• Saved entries
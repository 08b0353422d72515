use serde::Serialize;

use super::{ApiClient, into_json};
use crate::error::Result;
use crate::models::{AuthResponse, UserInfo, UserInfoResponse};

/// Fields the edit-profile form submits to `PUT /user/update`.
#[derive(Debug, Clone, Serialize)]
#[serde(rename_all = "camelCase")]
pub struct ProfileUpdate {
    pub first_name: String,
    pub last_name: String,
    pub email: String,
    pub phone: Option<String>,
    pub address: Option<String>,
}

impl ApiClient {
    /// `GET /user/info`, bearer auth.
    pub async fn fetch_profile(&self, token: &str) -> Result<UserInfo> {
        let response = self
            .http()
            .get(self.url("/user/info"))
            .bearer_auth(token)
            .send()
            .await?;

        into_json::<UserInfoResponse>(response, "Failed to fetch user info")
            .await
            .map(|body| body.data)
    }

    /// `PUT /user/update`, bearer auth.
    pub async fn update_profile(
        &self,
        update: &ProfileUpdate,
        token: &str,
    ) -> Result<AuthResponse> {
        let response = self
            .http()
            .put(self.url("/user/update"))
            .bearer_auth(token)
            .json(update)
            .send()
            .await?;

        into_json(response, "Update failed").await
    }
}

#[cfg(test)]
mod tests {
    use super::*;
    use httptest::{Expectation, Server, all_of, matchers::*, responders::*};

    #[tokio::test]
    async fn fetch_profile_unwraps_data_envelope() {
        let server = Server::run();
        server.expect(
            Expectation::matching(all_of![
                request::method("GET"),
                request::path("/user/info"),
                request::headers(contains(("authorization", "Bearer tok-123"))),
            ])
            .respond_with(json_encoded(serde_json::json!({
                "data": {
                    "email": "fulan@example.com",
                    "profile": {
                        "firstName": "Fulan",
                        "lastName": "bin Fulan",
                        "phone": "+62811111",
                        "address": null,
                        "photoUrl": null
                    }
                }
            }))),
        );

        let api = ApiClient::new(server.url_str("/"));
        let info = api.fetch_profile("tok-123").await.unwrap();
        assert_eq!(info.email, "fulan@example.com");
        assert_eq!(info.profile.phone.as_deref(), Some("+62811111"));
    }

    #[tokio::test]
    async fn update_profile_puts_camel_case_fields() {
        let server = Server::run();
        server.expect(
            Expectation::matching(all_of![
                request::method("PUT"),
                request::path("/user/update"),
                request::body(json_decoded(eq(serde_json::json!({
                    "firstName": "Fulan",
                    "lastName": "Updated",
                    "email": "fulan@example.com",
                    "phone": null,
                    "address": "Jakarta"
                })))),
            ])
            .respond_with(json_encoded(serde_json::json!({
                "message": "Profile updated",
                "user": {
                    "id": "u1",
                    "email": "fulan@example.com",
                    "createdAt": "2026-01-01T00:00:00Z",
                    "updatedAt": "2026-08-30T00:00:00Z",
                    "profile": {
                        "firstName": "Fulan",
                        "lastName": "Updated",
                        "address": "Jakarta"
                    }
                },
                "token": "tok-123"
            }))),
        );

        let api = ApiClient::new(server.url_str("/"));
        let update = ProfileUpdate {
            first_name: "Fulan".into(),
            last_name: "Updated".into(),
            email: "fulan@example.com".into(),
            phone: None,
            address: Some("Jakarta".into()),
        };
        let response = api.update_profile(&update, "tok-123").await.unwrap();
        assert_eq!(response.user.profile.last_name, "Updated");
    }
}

--

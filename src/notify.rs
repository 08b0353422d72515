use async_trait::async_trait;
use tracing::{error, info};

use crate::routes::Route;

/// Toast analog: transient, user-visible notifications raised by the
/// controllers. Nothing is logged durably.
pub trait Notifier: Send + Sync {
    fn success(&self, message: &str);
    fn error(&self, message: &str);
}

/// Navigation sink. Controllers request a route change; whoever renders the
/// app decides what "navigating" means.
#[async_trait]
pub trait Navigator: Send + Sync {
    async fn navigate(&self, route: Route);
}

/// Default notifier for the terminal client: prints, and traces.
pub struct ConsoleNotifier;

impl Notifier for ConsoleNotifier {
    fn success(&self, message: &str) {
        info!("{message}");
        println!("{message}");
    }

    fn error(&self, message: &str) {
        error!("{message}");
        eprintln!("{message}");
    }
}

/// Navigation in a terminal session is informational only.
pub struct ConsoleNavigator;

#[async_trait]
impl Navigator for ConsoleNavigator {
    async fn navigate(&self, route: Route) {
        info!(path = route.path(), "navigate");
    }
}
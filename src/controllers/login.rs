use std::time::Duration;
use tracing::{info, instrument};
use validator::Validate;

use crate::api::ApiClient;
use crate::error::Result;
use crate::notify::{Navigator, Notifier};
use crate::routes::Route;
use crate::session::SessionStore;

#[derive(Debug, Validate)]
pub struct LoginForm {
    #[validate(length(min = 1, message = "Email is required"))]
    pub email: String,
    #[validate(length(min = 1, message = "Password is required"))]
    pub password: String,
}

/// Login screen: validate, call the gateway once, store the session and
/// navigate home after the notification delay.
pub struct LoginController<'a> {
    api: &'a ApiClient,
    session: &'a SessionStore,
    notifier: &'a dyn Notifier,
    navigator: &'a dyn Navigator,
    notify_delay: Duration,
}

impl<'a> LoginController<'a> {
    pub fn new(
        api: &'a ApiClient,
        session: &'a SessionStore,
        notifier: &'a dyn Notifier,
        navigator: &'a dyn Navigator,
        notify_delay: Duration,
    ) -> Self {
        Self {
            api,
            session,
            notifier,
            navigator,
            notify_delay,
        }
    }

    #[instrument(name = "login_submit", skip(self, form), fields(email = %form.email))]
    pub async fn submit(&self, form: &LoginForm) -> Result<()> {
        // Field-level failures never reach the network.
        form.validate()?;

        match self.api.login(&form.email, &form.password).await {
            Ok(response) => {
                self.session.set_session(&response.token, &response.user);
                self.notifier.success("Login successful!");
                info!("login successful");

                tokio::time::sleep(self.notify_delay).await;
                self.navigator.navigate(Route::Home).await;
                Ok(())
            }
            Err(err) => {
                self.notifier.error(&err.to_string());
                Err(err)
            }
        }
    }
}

• WHAT YOU NEED TO DO
Return every line from the records above that holds the word "null".

• RESPONSE TO THIS EXERCISE
                        "address": null,
                        "photoUrl": null
                    "phone": null,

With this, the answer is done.